**STORED DATA**:
+---+

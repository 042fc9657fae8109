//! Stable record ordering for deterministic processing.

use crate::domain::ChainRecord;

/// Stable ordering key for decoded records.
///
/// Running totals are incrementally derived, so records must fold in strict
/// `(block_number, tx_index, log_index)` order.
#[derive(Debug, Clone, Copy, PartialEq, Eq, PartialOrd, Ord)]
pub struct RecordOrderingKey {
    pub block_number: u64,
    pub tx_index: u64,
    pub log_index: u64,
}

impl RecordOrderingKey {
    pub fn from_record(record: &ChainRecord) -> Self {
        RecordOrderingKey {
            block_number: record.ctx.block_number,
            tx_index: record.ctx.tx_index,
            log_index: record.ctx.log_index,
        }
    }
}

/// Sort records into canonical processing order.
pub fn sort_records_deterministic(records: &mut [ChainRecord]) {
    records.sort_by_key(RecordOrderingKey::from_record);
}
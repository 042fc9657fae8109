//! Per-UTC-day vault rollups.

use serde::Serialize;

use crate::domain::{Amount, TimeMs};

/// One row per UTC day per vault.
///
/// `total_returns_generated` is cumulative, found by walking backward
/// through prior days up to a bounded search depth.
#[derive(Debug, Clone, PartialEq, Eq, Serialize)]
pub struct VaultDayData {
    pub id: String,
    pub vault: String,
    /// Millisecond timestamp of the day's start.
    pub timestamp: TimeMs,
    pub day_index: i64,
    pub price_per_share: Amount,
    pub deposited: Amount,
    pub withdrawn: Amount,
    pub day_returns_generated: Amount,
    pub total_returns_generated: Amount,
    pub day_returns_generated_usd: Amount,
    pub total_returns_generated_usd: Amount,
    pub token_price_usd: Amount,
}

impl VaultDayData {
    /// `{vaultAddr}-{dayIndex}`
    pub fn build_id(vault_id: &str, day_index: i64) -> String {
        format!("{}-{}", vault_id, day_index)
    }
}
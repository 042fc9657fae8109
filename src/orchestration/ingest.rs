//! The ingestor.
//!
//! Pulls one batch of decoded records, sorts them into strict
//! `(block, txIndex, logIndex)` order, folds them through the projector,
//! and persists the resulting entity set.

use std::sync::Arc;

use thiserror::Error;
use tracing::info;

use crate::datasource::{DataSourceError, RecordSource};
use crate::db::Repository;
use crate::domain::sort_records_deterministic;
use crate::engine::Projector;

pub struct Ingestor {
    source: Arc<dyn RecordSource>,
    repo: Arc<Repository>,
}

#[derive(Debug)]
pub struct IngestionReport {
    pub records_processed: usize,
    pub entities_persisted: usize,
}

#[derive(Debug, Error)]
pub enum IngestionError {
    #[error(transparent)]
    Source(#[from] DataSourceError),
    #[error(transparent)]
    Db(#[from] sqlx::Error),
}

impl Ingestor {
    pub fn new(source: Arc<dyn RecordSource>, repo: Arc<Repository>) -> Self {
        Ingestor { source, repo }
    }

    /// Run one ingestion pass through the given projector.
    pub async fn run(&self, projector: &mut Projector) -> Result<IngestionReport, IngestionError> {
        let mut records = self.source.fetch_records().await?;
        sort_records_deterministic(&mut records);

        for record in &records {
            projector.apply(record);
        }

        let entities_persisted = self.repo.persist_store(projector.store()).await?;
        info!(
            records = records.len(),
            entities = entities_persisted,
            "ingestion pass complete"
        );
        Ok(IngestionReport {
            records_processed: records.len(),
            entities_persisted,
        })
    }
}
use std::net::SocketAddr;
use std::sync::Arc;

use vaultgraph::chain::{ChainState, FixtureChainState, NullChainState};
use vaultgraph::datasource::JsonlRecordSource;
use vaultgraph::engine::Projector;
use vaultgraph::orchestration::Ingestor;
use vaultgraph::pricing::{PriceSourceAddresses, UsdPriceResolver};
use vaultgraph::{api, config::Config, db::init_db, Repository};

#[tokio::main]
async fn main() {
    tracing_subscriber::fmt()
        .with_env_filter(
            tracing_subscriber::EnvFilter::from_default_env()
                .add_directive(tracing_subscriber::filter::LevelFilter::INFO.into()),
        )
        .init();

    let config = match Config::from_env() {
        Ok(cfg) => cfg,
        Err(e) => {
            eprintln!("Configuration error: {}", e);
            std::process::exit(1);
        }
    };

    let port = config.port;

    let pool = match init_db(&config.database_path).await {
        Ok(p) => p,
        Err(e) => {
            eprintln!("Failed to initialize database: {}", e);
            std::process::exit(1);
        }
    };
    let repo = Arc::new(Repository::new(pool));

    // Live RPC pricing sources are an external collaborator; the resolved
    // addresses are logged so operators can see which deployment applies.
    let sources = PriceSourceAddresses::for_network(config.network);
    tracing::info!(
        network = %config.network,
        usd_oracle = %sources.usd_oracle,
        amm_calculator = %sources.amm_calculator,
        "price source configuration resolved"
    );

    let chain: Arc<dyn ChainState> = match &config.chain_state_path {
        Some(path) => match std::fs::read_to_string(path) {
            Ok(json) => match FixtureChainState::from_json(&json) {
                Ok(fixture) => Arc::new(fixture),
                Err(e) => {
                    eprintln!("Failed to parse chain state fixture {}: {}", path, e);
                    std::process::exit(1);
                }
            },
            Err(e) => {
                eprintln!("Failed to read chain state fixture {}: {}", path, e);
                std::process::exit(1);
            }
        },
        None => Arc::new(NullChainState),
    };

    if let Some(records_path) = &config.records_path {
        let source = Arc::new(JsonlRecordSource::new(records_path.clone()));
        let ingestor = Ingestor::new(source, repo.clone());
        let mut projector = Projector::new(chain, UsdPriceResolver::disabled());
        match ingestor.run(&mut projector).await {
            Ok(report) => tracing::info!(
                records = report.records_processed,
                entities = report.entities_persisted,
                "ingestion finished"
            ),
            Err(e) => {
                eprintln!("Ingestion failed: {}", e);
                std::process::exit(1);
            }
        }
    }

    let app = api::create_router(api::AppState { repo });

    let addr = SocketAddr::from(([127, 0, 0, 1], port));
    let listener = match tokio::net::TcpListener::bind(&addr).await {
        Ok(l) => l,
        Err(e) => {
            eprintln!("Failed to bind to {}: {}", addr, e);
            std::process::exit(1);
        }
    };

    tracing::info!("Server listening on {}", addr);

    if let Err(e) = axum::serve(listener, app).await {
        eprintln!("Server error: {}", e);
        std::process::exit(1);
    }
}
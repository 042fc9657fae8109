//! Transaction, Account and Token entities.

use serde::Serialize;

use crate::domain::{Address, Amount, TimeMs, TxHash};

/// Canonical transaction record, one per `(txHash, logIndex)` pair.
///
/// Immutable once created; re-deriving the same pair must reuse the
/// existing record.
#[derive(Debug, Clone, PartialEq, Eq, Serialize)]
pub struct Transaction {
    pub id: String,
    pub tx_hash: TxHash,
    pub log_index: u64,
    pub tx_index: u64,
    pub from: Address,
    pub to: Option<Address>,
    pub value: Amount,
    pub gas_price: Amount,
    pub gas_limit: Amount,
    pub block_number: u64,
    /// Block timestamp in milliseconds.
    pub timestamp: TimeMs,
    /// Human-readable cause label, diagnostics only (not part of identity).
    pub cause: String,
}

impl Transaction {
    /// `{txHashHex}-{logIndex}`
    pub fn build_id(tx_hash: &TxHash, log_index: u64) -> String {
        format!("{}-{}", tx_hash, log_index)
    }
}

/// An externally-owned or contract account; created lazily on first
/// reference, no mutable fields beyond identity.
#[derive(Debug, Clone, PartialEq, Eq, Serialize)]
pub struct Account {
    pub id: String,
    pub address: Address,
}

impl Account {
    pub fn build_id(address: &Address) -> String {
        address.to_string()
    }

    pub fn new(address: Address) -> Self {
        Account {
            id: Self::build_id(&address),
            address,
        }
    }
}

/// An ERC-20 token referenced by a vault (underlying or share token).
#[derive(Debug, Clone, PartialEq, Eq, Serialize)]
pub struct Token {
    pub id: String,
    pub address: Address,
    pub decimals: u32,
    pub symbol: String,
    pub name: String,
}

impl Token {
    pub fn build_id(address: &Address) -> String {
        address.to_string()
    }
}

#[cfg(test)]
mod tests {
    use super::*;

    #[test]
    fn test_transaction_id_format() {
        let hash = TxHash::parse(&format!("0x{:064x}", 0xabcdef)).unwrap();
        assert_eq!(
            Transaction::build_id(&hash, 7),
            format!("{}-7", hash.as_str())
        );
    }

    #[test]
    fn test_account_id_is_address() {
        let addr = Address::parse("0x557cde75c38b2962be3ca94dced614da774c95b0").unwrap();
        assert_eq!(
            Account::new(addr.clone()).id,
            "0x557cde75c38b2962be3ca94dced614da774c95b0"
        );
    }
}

+---+

**EXERCISE DETAILS**: If a line in the entries holds the string "engine", copy it.

**REPLY**:
use crate::engine::Projector;
use vaultgraph::engine::Projector;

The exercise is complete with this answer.